▶ [Data extracts]
+--

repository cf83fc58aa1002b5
use super::CliError;
use super::helpers::{emit_text, load_config, print_json, read_input_file};
use mplace_core::common::constants::{DEFAULT_COMPOUNDS, DEFAULT_CONTROLS};
use mplace_core::domain::MplaceError;
use mplace_core::modules::layout::LAYOUT_HEADER;
use mplace_core::modules::{
    LayoutOptions, MarkerShape, VisualizationSession, WellMarker, build_dzn_text,
    extract_layout_csv, parse_layout_csv, scan_dzn,
};
use mplace_core::parser::{ExperimentInput, validate_experiment};
use serde::Serialize;
use std::path::PathBuf;
use tracing::{info, warn};

#[derive(clap::Args)]
pub(super) struct GenerateArgs {
    /// Compounds as {'name': [replicates, concentration, ...], ...}
    #[arg(long, default_value = DEFAULT_COMPOUNDS)]
    compounds: String,

    /// Controls in the same notation as compounds
    #[arg(long, default_value = DEFAULT_CONTROLS)]
    controls: String,

    /// Plate rows (default from config)
    #[arg(long, allow_hyphen_values = true)]
    rows: Option<String>,

    /// Plate columns (default from config)
    #[arg(long, allow_hyphen_values = true)]
    cols: Option<String>,

    #[command(flatten)]
    layout: LayoutFlags,

    /// Output data file; stdout when omitted
    #[arg(long)]
    output: Option<PathBuf>,

    /// JSON configuration file
    #[arg(long)]
    config: Option<PathBuf>,
}

#[derive(clap::Args)]
struct LayoutFlags {
    /// Give every plate line its own empty edge
    #[arg(long)]
    inner_empty_edge: bool,

    /// Width of the empty plate edge
    #[arg(long, default_value_t = 0)]
    size_empty_edge: u32,

    /// Number of empty wells in each corner
    #[arg(long, default_value_t = 0)]
    size_corner_empty_wells: u32,

    /// Horizontal plate lines
    #[arg(long, default_value_t = 1)]
    horizontal_cell_lines: u32,

    /// Vertical plate lines
    #[arg(long, default_value_t = 1)]
    vertical_cell_lines: u32,

    #[arg(long)]
    allow_empty_wells: bool,

    #[arg(long)]
    concentrations_on_different_rows: bool,

    #[arg(long)]
    concentrations_on_different_columns: bool,

    #[arg(long)]
    replicates_on_different_plates: bool,

    #[arg(long)]
    replicates_on_same_plate: bool,
}

impl LayoutFlags {
    fn into_options(self) -> LayoutOptions {
        LayoutOptions {
            inner_empty_edge: self.inner_empty_edge,
            size_empty_edge: self.size_empty_edge,
            size_corner_empty_wells: self.size_corner_empty_wells,
            horizontal_cell_lines: self.horizontal_cell_lines,
            vertical_cell_lines: self.vertical_cell_lines,
            allow_empty_wells: self.allow_empty_wells,
            concentrations_on_different_rows: self.concentrations_on_different_rows,
            concentrations_on_different_columns: self.concentrations_on_different_columns,
            replicates_on_different_plates: self.replicates_on_different_plates,
            replicates_on_same_plate: self.replicates_on_same_plate,
        }
    }
}

#[derive(clap::Args)]
pub(super) struct ScanArgs {
    /// Solver data file
    dzn: PathBuf,
}

#[derive(clap::Args)]
pub(super) struct ExtractArgs {
    /// Captured solver output
    solver_output: PathBuf,

    /// Output CSV file; stdout when omitted
    #[arg(long)]
    output: Option<PathBuf>,
}

#[derive(clap::Args)]
pub(super) struct MarkersArgs {
    /// Layout CSV or raw solver output
    layout: PathBuf,

    /// Data file the layout was solved from
    #[arg(long)]
    dzn: PathBuf,

    /// JSON configuration file
    #[arg(long)]
    config: Option<PathBuf>,
}

#[derive(Serialize)]
#[serde(rename_all = "camelCase")]
struct MarkerReport {
    rows: u32,
    cols: u32,
    transposed: bool,
    plates: Vec<PlateMarkers>,
    legend: Vec<LegendEntry>,
}

#[derive(Serialize)]
#[serde(rename_all = "camelCase")]
struct PlateMarkers {
    plate_id: String,
    markers: Vec<WellMarker>,
}

#[derive(Serialize)]
#[serde(rename_all = "camelCase")]
struct LegendEntry {
    material: String,
    shape: MarkerShape,
    palette_slot: usize,
    levels: Vec<(String, f64)>,
}

pub(super) fn run_generate_command(args: GenerateArgs) -> Result<i32, CliError> {
    let config = load_config(args.config.as_deref())?;
    let default_rows = config.plate.default_rows.to_string();
    let default_cols = config.plate.default_cols.to_string();

    let input = ExperimentInput {
        compounds: &args.compounds,
        controls: &args.controls,
        rows: args.rows.as_deref().unwrap_or(&default_rows),
        cols: args.cols.as_deref().unwrap_or(&default_cols),
    };
    let experiment = validate_experiment(&input, &config).map_err(CliError::Validation)?;

    let options = args.layout.into_options();
    let text = build_dzn_text(&experiment, &options)?;
    emit_text(args.output.as_deref(), &text)?;

    if let Some(path) = &args.output {
        println!("DZN file: {}", path.display());
    }
    info!(controls = ?experiment.control_names(), "generate finished");
    Ok(0)
}

pub(super) fn run_scan_command(args: ScanArgs) -> Result<i32, CliError> {
    let text = read_input_file(&args.dzn, "data file")?;
    let summary = scan_dzn(&text)?;
    print_json(&summary)?;
    Ok(0)
}

pub(super) fn run_extract_command(args: ExtractArgs) -> Result<i32, CliError> {
    let text = read_input_file(&args.solver_output, "solver output")?;
    let block = extract_layout_csv(&text);
    if block.is_empty() {
        warn!(path = %args.solver_output.display(), "no layout block found");
        return Err(MplaceError::schema(
            "INPUT.LAYOUT_MISSING",
            format!("solver output has no '{}' block", LAYOUT_HEADER),
        )
        .with_context(args.solver_output.display().to_string())
        .into());
    }
    emit_text(args.output.as_deref(), &block.join("\n"))?;
    Ok(0)
}

pub(super) fn run_markers_command(args: MarkersArgs) -> Result<i32, CliError> {
    let config = load_config(args.config.as_deref())?;
    let summary = scan_dzn(&read_input_file(&args.dzn, "data file")?)?;

    let raw = read_input_file(&args.layout, "layout")?;
    let csv = if raw.lines().any(|line| line.trim_end() == LAYOUT_HEADER) {
        extract_layout_csv(&raw).join("\n")
    } else {
        raw
    };
    let plates = parse_layout_csv(&csv)?;

    let mut session =
        VisualizationSession::new(summary.dimensions()?, &summary.control_names, &config)?;
    session.prepare(&plates);

    let mut rendered = Vec::with_capacity(plates.len());
    let mut materials: Vec<(String, MarkerShape)> = Vec::new();
    for plate in &plates {
        let markers = session.plate_markers(plate)?;
        for marker in &markers {
            if !materials.iter().any(|(name, _)| *name == marker.material) {
                materials.push((marker.material.clone(), marker.shape));
            }
        }
        rendered.push(PlateMarkers {
            plate_id: plate.plate_id.clone(),
            markers,
        });
    }

    materials.sort_by(|left, right| left.0.cmp(&right.0));
    let legend = materials
        .into_iter()
        .map(|(material, shape)| LegendEntry {
            palette_slot: session.palette_slot(&material).unwrap_or_default(),
            levels: session.legend(&material).unwrap_or_default(),
            material,
            shape,
        })
        .collect();

    let dimensions = session.dimensions();
    print_json(&MarkerReport {
        rows: dimensions.rows,
        cols: dimensions.cols,
        transposed: session.is_transposed(),
        plates: rendered,
        legend,
    })?;
    Ok(0)
}
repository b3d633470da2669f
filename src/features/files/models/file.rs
use chrono::{DateTime, Utc};
use sqlx::FromRow;

/// Database model for uploaded file metadata
#[derive(Debug, Clone, PartialEq, FromRow)]
pub struct UploadedFile {
    pub id: i32,
    pub filename: String,
    pub s3_key: String,
    pub content_type: String,
    pub size_bytes: i64,
    pub created_at: DateTime<Utc>,
}

/// Fields supplied by the upload workflow; `id` and `created_at` come from the database
#[derive(Debug, Clone)]
pub struct NewUploadedFile {
    pub filename: String,
    pub s3_key: String,
    pub content_type: String,
    pub size_bytes: i64,
}
use std::sync::Arc;

use axum::{extract::State, Json};

use crate::core::error::{AppError, Result};
use crate::features::health::services::DatabaseHealth;
use crate::shared::types::ApiResponse;

/// Check database connectivity
#[utoipa::path(
    get,
    path = "/api/health/db",
    tag = "health",
    responses(
        (status = 200, description = "Database reachable"),
        (status = 503, description = "Database unreachable")
    )
)]
pub async fn check_db(
    State(health): State<Arc<dyn DatabaseHealth>>,
) -> Result<Json<ApiResponse<()>>> {
    health.ping().await.map_err(|e| {
        AppError::ServiceUnavailable(format!("Database connection failed: {}", e))
    })?;

    Ok(Json(ApiResponse::success(
        None,
        Some("Database connection is healthy".to_string()),
    )))
}

#[cfg(test)]
mod tests {
    use axum::http::StatusCode;
    use axum_test::TestServer;
    use serde_json::{json, Value};
    use std::sync::Arc;

    use crate::features::health::routes;
    use crate::shared::test_helpers::StubDatabaseHealth;

    #[tokio::test]
    async fn test_healthy_database() {
        let server =
            TestServer::new(routes(Arc::new(StubDatabaseHealth { healthy: true }))).unwrap();

        let response = server.get("/api/health/db").await;

        response.assert_status_ok();
        response.assert_json(&json!({
            "status": "success",
            "message": "Database connection is healthy"
        }));
    }

    #[tokio::test]
    async fn test_unhealthy_database() {
        let server =
            TestServer::new(routes(Arc::new(StubDatabaseHealth { healthy: false }))).unwrap();

        let response = server.get("/api/health/db").await;

        response.assert_status(StatusCode::SERVICE_UNAVAILABLE);
        let body: Value = response.json();
        assert_eq!(body["status"], "fail");
        assert!(body["message"]
            .as_str()
            .unwrap()
            .starts_with("Database connection failed:"));
    }
}
pub mod constants;
#[cfg(test)]
pub mod test_helpers;
pub mod types;
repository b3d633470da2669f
mod file_handler;

pub use file_handler::*;
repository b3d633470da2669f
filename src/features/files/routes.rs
use axum::{
    extract::DefaultBodyLimit,
    routing::{get, post},
    Router,
};
use std::sync::Arc;

use crate::features::files::handlers::{delete_file, get_file, list_files, upload_file};
use crate::features::files::services::FileService;
use crate::shared::constants::MULTIPART_OVERHEAD;

/// Create routes for the files feature
pub fn routes(file_service: Arc<FileService>) -> Router {
    // Body limit leaves room for boundaries and part headers; the file itself
    // is checked against max_upload_size in the handler
    let body_limit = file_service.max_upload_size() + MULTIPART_OVERHEAD;

    Router::new()
        .route(
            "/api/upload",
            post(upload_file).layer(DefaultBodyLimit::max(body_limit)),
        )
        .route("/api/files", get(list_files))
        .route("/api/files/{id}", get(get_file).delete(delete_file))
        .with_state(file_service)
}
pub mod handlers;
pub mod routes;
pub mod services;

pub use routes::routes;
pub use services::PgDatabaseHealth;
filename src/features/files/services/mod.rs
mod file_service;

pub use file_service::FileService;
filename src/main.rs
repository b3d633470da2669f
mod core;
mod features;
mod modules;
mod shared;

use crate::core::config::Config;
use crate::core::openapi::{ApiDoc, SwaggerInfoModifier};
use crate::core::{database, middleware};
use crate::features::files::{routes as files_routes, FileService, PgFileRepository};
use crate::features::health::{routes as health_routes, PgDatabaseHealth};
use crate::features::home::{handlers::HomePage, routes as home_routes};
use crate::modules::storage::S3ObjectStore;
use axum::Router;
use std::sync::Arc;
use tower_http::request_id::{PropagateRequestIdLayer, SetRequestIdLayer};
use tower_http::trace::{DefaultOnRequest, DefaultOnResponse, TraceLayer};
use tracing::Level;
use tracing_subscriber::{layer::SubscriberExt, util::SubscriberInitExt};
use utoipa::Modify;
use utoipa::OpenApi;
use utoipa_swagger_ui::SwaggerUi;

fn main() -> anyhow::Result<()> {
    // Build Tokio runtime with configurable worker threads
    let worker_threads = std::env::var("TOKIO_WORKER_THREADS")
        .ok()
        .and_then(|s| s.parse().ok())
        .unwrap_or_else(|| {
            std::thread::available_parallelism()
                .map(|p| p.get())
                .unwrap_or(4)
        });

    let runtime = tokio::runtime::Builder::new_multi_thread()
        .worker_threads(worker_threads)
        .enable_all()
        .build()?;

    runtime.block_on(async_main(worker_threads))
}

async fn async_main(worker_threads: usize) -> anyhow::Result<()> {
    // Load .env file BEFORE initializing logger so RUST_LOG is available
    let _ = dotenvy::dotenv();

    tracing_subscriber::registry()
        .with(
            tracing_subscriber::EnvFilter::try_from_default_env().unwrap_or_else(|_| "info".into()),
        )
        .with(tracing_subscriber::fmt::layer())
        .init();

    // Load configuration
    let config = Config::from_env().map_err(|e| anyhow::anyhow!(e))?;
    tracing::info!(
        "Configuration loaded: tokio_worker_threads={}, pid={}",
        worker_threads,
        std::process::id()
    );

    // Connect to the database, waiting for it to come up
    let pool = database::connect_with_retry(&config.database).await?;
    tracing::info!(
        "Database connection pool created (max_connections={})",
        config.database.max_connections
    );

    tracing::info!("Running database migrations...");
    database::run_migrations(&pool)
        .await
        .map_err(|e| anyhow::anyhow!("Migration failed: {}", e))?;
    tracing::info!("Database migrations completed successfully");

    // Initialize S3 client for storage
    let object_store = Arc::new(
        S3ObjectStore::new(&config.storage)
            .map_err(|e| anyhow::anyhow!("Failed to initialize S3 client: {}", e))?,
    );

    // Initialize File Service
    let file_repository = Arc::new(PgFileRepository::new(pool.clone()));
    let file_service = Arc::new(FileService::new(
        file_repository,
        object_store,
        config.storage.upload_timeout,
        config.app.max_upload_size,
    ));
    tracing::info!(
        "File service initialized (upload_timeout={}s)",
        config.storage.upload_timeout.as_secs()
    );

    let database_health = Arc::new(PgDatabaseHealth::new(pool.clone()));

    let home_page = Arc::new(HomePage {
        title: config.swagger.title.clone(),
        max_upload_size: config.app.max_upload_size,
    });

    // Build application router with dynamic swagger config
    let swagger_modifier = SwaggerInfoModifier {
        title: config.swagger.title.clone(),
        version: config.swagger.version.clone(),
        description: config.swagger.description.clone(),
    };

    let mut openapi = ApiDoc::openapi();
    swagger_modifier.modify(&mut openapi);

    let swagger =
        Router::new().merge(SwaggerUi::new("/swagger-ui").url("/api-docs/openapi.json", openapi));

    let app = Router::new()
        .merge(swagger)
        .merge(home_routes::routes(home_page))
        .merge(health_routes::routes(database_health))
        .merge(files_routes::routes(file_service))
        .layer(middleware::cors_layer(
            config.app.cors_allowed_origins.clone(),
        ))
        // Propagate X-Request-Id to response headers
        .layer(PropagateRequestIdLayer::x_request_id())
        .layer(
            TraceLayer::new_for_http()
                .make_span_with(middleware::MakeSpanWithRequestId)
                .on_request(DefaultOnRequest::new().level(Level::INFO))
                .on_response(DefaultOnResponse::new().level(Level::INFO)),
        )
        // Generate X-Request-Id using UUID v7 (or use client-provided one)
        .layer(SetRequestIdLayer::x_request_id(middleware::MakeRequestUuid));

    // Start server
    let addr = config.app.server_address();
    let socket_addr: std::net::SocketAddr = addr
        .parse()
        .map_err(|e| anyhow::anyhow!("Invalid address: {}", e))?;

    // Use socket2 for TCP listener configuration
    let socket = socket2::Socket::new(
        socket2::Domain::for_address(socket_addr),
        socket2::Type::STREAM,
        Some(socket2::Protocol::TCP),
    )?;

    socket.set_reuse_address(true)?;
    socket.set_nodelay(true)?;

    let keepalive = socket2::TcpKeepalive::new().with_time(std::time::Duration::from_secs(60));
    socket.set_tcp_keepalive(&keepalive)?;

    socket.set_nonblocking(true)?;
    socket.bind(&socket_addr.into())?;
    socket.listen(1024)?;

    let listener = tokio::net::TcpListener::from_std(socket.into())?;
    tracing::info!("Server listening on {}", format!("http://{}", addr));
    tracing::info!(
        "Swagger UI available at {}",
        format!("http://{}/swagger-ui/", addr)
    );

    axum::serve(listener, app).await?;

    Ok(())
}
use axum::http::HeaderValue;
use tower_http::cors::{AllowOrigin, Any, CorsLayer};
use tower_http::request_id::{MakeRequestId, RequestId};
use tracing::Span;
use uuid::Uuid;

/// Request ID generator using UUID v7 (time-ordered)
#[derive(Clone, Copy)]
pub struct MakeRequestUuid;

impl MakeRequestId for MakeRequestUuid {
    fn make_request_id<B>(&mut self, _request: &axum::http::Request<B>) -> Option<RequestId> {
        let id = Uuid::now_v7().to_string();
        HeaderValue::from_str(&id).ok().map(RequestId::new)
    }
}

/// Custom MakeSpan that includes request_id in the tracing span
#[derive(Clone, Debug)]
pub struct MakeSpanWithRequestId;

impl<B> tower_http::trace::MakeSpan<B> for MakeSpanWithRequestId {
    fn make_span(&mut self, request: &axum::http::Request<B>) -> Span {
        let request_id = request
            .headers()
            .get("x-request-id")
            .and_then(|v| v.to_str().ok())
            .unwrap_or("-");

        tracing::info_span!(
            "request",
            method = %request.method(),
            uri = %request.uri(),
            request_id = %request_id,
        )
    }
}

pub fn cors_layer(allowed_origins: Vec<String>) -> CorsLayer {
    let cors = CorsLayer::new().allow_methods(Any).allow_headers(Any);

    // If origins list contains "*", allow any origin
    if allowed_origins.iter().any(|o| o == "*") {
        cors.allow_origin(Any)
    } else {
        let origins: Vec<HeaderValue> = allowed_origins
            .iter()
            .filter_map(|o| o.parse().ok())
            .collect();
        cors.allow_origin(AllowOrigin::list(origins))
    }
}

#[cfg(test)]
mod tests {
    use super::*;
    use axum::http::Request;

    #[test]
    fn test_request_id_is_uuid_v7() {
        let request = Request::builder().uri("/").body(()).unwrap();
        let id = MakeRequestUuid.make_request_id(&request).unwrap();

        let parsed = Uuid::parse_str(id.header_value().to_str().unwrap()).unwrap();
        assert_eq!(parsed.get_version_num(), 7);
    }
}
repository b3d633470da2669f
use utoipa::{Modify, OpenApi};

use crate::features::files::{dtos as files_dtos, handlers as files_handlers};
use crate::features::health::handlers as health_handlers;
use crate::shared::types::ResponseStatus;

#[derive(OpenApi)]
#[openapi(
    paths(
        // Health
        health_handlers::check_db,
        // Files
        files_handlers::upload_file,
        files_handlers::list_files,
        files_handlers::get_file,
        files_handlers::delete_file,
    ),
    components(
        schemas(
            // Shared
            ResponseStatus,
            // Files
            files_dtos::UploadFileDto,
            files_dtos::FileResponseDto,
            files_dtos::FileListResponseDto,
            files_dtos::DeleteFileResponseDto,
        )
    ),
    tags(
        (name = "health", description = "Dependency health checks"),
        (name = "files", description = "File upload and metadata management"),
    ),
    info(
        title = "Cloud Traveler API",
        version = "0.1.0",
        description = "File upload service backed by S3 and PostgreSQL",
    )
)]
pub struct ApiDoc;

/// Modifier to override OpenAPI info from config
pub struct SwaggerInfoModifier {
    pub title: String,
    pub version: String,
    pub description: String,
}

impl Modify for SwaggerInfoModifier {
    fn modify(&self, openapi: &mut utoipa::openapi::OpenApi) {
        openapi.info.title = self.title.clone();
        openapi.info.version = self.version.clone();
        openapi.info.description = Some(self.description.clone());
    }
}

#[cfg(test)]
mod tests {
    use super::*;

    #[test]
    fn test_openapi_lists_routes() {
        let doc = ApiDoc::openapi();
        let paths: Vec<&String> = doc.paths.paths.keys().collect();

        for expected in [
            "/api/health/db",
            "/api/upload",
            "/api/files",
            "/api/files/{id}",
        ] {
            assert!(
                paths.iter().any(|p| p.as_str() == expected),
                "missing path {}",
                expected
            );
        }
    }
}
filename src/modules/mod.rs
//! Modules layer - Infrastructure components for external integrations
//!
//! Contains clients and adapters for external services like object storage.

pub mod storage;
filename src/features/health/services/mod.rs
mod health_service;

pub use health_service::{DatabaseHealth, PgDatabaseHealth};
//! Runtime settings.
//!
//! Settings come from an optional TOML file and `CHECKWATCH_*` environment
//! variables, environment winning:
//!
//! ```toml
//! state_dir = "/var/lib/checkwatch"
//! store_format = "json"
//! max_rate = 1e12
//! output = "text"
//!
//! [parameters.interfaces]
//! utilization_levels = ["fixed", [70.0, 85.0]]
//!
//! [parameters.agent_items]
//! levels_lower = ["no_levels", []]
//! ```
//!
//! Plugin parameters are validated when the settings are loaded, so a
//! malformed threshold is reported before any check runs.

use std::collections::BTreeMap;
use std::path::{Path, PathBuf};

use anyhow::{anyhow, bail, Context, Result};
use checkwatch_engine::{Parameters, StoreFormat};
use clap::ValueEnum;
use config::{Config, Environment, File};
use serde::{Deserialize, Serialize};

/// How check results are printed.
#[derive(Debug, Clone, Copy, PartialEq, Eq, Default, Serialize, Deserialize, ValueEnum)]
#[serde(rename_all = "lowercase")]
pub enum OutputFormat {
    /// One local-check line per service.
    #[default]
    Text,
    /// Pretty-printed JSON.
    Json,
}

#[derive(Debug, Clone, PartialEq, Serialize, Deserialize)]
#[serde(default)]
pub struct Settings {
    /// Directory holding one value store per host.
    pub state_dir: PathBuf,
    pub store_format: StoreFormat,
    /// Rates at or above this are treated as counter resets.
    pub max_rate: Option<f64>,
    pub output: OutputFormat,
    /// Parameter overrides by plugin name.
    pub parameters: BTreeMap<String, Parameters>,
}

impl Default for Settings {
    fn default() -> Self {
        Self {
            state_dir: PathBuf::from("state"),
            store_format: StoreFormat::default(),
            max_rate: None,
            output: OutputFormat::default(),
            parameters: BTreeMap::new(),
        }
    }
}

impl Settings {
    /// Load settings from `path` (if given) and the environment.
    pub fn load(path: Option<&Path>) -> Result<Self> {
        let mut builder = Config::builder();
        if let Some(path) = path {
            builder = builder.add_source(File::from(path));
        }

        let settings: Settings = builder
            .add_source(Environment::with_prefix("CHECKWATCH"))
            .build()?
            .try_deserialize()
            .context("Invalid configuration")?;

        settings.validate()?;
        Ok(settings)
    }

    /// Reject unknown plugins, malformed thresholds and a non-positive rate ceiling.
    pub fn validate(&self) -> Result<()> {
        for (name, params) in &self.parameters {
            let plugin = checkwatch_plugins::find(name)
                .ok_or_else(|| anyhow!("Unknown plugin in parameters: {}", name))?;
            plugin
                .validate_parameters(params)
                .with_context(|| format!("Invalid parameters for plugin {}", name))?;
        }

        if let Some(max_rate) = self.max_rate {
            if max_rate.is_nan() || max_rate <= 0.0 {
                bail!("max_rate must be positive, got {}", max_rate);
            }
        }

        Ok(())
    }

    /// The configured overrides for a plugin.
    pub fn overrides(&self, plugin: &str) -> Parameters {
        self.parameters.get(plugin).cloned().unwrap_or_default()
    }
}
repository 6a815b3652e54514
//! End-to-end runs of bundled plugins over raw tables.

use checkwatch_engine::{
    effective_parameters, evaluate, run_check, run_discovery, CheckContext, CounterWidth, Direction, Levels,
    MemoryStore, Parameters, Rate, State,
};
use checkwatch_types::table_from;

fn ifx_table() -> Vec<checkwatch_types::RawTable> {
    vec![table_from(&[&["eth0", "6", "1000000000", "1", "1"]])]
}

#[test]
fn single_interface_is_discovered_and_up() {
    let plugin = checkwatch_plugins::find("interface_status").unwrap();
    let tables = ifx_table();

    let services = run_discovery(plugin.as_ref(), &tables);
    assert_eq!(services.len(), 1);
    assert_eq!(services[0].item.as_deref(), Some("eth0"));
    assert_eq!(plugin.service_description(Some("eth0")), "Interface eth0");

    let mut store = MemoryStore::new();
    let mut ctx = CheckContext::new(0.0, &mut store);
    let params = effective_parameters(plugin.as_ref(), &services[0].parameters, &Parameters::new());
    let result = run_check(plugin.as_ref(), Some("eth0"), &params, &tables, &mut ctx);

    assert_eq!(result.state, State::Ok);
    assert_eq!(result.summary, "Status: up");
}

#[test]
fn counter_rate_then_wrap() {
    let mut store = MemoryStore::new();
    let mut ctx = CheckContext::new(100.0, &mut store);
    let width = CounterWidth::Modulus(2000);
    assert!(ctx.rate("in.eth0", 1000, width).is_collecting());

    let mut ctx = CheckContext::new(110.0, &mut store);
    assert_eq!(ctx.rate("in.eth0", 1800, width), Rate::PerSecond(80.0));

    let mut ctx = CheckContext::new(120.0, &mut store);
    assert_eq!(ctx.rate("in.eth0", 200, width), Rate::PerSecond(40.0));
}

#[test]
fn fixed_upper_levels() {
    let levels = Levels::fixed(80.0, 90.0);
    assert_eq!(evaluate(85.0, &levels, Direction::Upper), State::Warn);
    assert_eq!(evaluate(95.0, &levels, Direction::Upper), State::Crit);
    assert_eq!(evaluate(50.0, &levels, Direction::Upper), State::Ok);
}

#[test]
fn vanished_entity_is_unknown() {
    let plugin = checkwatch_plugins::find("interface_status").unwrap();
    let mut store = MemoryStore::new();
    let mut ctx = CheckContext::new(0.0, &mut store);
    let result = run_check(plugin.as_ref(), Some("eth5"), &Parameters::new(), &ifx_table(), &mut ctx);

    assert_eq!(result.state, State::Unknown);
    assert_eq!(result.summary, "entity not found");
    assert!(result.metrics.is_empty());
}

#[test]
fn empty_tables_are_no_data() {
    for plugin in checkwatch_plugins::all() {
        let tables = vec![Vec::new(); plugin.table_count()];
        assert!(run_discovery(plugin.as_ref(), &tables).is_empty(), "{}", plugin.name());

        let mut store = MemoryStore::new();
        let mut ctx = CheckContext::new(0.0, &mut store);
        let params = plugin.default_parameters();
        let result = run_check(plugin.as_ref(), Some("x"), &params, &tables, &mut ctx);
        assert_eq!(result.state, State::Unknown, "{}", plugin.name());
        assert_eq!(result.summary, "no data");
    }
}

#[test]
fn defaults_are_valid_levels() {
    for plugin in checkwatch_plugins::all() {
        assert!(plugin.validate_parameters(&plugin.default_parameters()).is_ok(), "{}", plugin.name());
    }
}

#[test]
fn malformed_levels_are_a_configuration_error() {
    let plugin = checkwatch_plugins::find("agent_items").unwrap();
    let tables = vec![table_from(&[&["item1", "50", "OK"]])];
    let overrides = Parameters::new().with("levels_upper", "high");
    let params = effective_parameters(plugin.as_ref(), &Parameters::new(), &overrides);

    let mut store = MemoryStore::new();
    let mut ctx = CheckContext::new(0.0, &mut store);
    let result = run_check(plugin.as_ref(), Some("item1"), &params, &tables, &mut ctx);

    assert_eq!(result.state, State::Unknown);
    assert!(result.summary.starts_with("configuration error:"));
    assert!(plugin.validate_parameters(&params).is_err());
}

+--

▶ [Exercise requirements] Above are the records; copy each line from them that includes the string "BTreeMap".

▶ [Reply]
use std::collections::BTreeMap;
    pub parameters: BTreeMap<String, Parameters>,
            parameters: BTreeMap::new(),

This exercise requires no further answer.